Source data

○ ○ ○ ○ ○ ○ ○

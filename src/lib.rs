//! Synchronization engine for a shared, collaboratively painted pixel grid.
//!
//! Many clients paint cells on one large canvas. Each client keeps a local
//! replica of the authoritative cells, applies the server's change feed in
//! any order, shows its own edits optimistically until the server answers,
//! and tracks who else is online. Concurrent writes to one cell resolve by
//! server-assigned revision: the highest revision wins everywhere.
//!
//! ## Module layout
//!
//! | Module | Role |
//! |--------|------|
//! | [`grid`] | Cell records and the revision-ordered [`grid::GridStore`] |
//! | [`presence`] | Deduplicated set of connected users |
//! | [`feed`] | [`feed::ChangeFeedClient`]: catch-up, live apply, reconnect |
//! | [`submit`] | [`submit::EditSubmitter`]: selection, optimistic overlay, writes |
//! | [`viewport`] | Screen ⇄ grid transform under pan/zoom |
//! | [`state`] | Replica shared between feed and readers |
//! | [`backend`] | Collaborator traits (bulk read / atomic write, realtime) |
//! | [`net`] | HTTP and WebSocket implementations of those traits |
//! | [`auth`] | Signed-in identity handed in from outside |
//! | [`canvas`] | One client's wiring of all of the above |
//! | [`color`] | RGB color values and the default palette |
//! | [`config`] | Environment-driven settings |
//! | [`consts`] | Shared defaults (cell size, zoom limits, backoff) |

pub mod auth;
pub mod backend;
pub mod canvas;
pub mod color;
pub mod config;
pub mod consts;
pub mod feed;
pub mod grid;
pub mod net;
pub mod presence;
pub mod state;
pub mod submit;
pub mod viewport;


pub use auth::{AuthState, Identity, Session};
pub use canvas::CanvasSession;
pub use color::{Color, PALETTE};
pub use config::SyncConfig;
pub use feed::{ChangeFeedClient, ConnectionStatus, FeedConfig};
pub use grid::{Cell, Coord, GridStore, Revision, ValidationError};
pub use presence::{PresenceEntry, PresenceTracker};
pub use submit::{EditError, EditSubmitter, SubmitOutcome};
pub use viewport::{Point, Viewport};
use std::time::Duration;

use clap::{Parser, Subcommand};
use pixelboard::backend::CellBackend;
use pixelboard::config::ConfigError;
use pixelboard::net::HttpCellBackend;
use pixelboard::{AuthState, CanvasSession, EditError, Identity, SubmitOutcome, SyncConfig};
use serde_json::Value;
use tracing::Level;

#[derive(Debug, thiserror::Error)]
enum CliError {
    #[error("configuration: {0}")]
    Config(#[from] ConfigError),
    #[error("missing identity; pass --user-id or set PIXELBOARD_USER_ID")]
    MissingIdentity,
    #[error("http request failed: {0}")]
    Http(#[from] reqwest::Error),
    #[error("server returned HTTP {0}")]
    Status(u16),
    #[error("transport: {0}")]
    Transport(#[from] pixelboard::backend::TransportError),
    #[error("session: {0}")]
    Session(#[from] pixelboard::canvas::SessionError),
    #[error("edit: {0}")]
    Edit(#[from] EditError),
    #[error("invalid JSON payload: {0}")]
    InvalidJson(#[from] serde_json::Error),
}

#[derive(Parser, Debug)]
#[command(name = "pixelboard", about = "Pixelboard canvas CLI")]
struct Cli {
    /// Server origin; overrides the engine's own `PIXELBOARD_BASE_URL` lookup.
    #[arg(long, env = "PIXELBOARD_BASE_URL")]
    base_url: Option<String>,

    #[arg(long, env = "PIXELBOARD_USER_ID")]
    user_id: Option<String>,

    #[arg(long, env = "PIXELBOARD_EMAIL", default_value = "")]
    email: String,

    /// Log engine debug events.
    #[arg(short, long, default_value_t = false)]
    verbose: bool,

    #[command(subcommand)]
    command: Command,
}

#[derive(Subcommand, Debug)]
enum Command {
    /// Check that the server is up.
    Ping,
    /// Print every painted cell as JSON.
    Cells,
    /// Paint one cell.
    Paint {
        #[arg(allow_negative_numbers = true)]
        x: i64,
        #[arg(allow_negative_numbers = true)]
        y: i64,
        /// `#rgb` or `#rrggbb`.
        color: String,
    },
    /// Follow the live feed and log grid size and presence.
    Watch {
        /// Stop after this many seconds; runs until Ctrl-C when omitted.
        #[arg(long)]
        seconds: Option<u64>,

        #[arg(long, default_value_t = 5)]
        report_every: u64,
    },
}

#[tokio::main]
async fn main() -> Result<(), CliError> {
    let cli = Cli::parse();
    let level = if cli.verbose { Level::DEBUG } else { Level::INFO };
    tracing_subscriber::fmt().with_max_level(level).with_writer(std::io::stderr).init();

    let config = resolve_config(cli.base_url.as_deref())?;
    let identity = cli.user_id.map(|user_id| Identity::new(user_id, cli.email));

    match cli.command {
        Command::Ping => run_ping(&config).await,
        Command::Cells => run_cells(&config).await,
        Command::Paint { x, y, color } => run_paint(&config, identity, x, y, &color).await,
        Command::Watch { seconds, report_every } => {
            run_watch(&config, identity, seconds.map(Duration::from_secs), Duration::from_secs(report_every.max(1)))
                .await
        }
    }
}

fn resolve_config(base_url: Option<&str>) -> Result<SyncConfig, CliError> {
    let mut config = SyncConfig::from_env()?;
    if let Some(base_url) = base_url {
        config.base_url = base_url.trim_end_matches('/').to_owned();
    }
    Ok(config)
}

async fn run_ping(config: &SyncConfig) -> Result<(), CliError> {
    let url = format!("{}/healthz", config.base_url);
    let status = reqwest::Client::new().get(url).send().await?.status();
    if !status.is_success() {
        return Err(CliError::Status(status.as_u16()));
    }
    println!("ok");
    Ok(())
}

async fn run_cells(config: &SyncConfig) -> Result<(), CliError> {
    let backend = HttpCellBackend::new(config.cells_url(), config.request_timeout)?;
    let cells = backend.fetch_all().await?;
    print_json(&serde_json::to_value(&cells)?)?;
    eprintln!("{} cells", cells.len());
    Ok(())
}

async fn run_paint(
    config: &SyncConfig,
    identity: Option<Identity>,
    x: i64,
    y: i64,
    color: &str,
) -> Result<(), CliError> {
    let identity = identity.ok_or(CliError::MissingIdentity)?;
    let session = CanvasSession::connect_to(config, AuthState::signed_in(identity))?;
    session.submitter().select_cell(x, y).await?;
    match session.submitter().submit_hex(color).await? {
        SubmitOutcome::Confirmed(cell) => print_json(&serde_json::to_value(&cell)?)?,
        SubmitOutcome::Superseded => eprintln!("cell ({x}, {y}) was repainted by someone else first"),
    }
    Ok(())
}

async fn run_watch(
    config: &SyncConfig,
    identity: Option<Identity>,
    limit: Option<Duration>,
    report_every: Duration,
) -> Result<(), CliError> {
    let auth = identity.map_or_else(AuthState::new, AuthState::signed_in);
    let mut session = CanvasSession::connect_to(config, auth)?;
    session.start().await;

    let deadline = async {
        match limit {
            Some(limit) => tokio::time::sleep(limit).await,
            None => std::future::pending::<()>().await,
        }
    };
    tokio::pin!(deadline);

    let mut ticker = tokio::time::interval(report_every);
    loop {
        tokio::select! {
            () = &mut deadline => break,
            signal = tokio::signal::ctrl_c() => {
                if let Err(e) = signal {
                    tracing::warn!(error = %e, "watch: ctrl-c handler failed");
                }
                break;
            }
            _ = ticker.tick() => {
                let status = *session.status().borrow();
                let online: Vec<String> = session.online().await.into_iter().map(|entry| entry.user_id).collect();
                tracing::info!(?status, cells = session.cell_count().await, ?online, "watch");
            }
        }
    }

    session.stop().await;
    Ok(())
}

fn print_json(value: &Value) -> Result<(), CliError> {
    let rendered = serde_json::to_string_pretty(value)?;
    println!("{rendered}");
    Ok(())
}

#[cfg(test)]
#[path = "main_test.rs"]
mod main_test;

○ ○ ○ ○ ○ ○ ○

**Task to complete**. The answer should hold only the lines from the start of the records above through the line containing "change feed in", each set down exactly.

**Answer box**.
filename src/lib.rs
//! Synchronization engine for a shared, collaboratively painted pixel grid.
//!
//! Many clients paint cells on one large canvas. Each client keeps a local
//! replica of the authoritative cells, applies the server's change feed in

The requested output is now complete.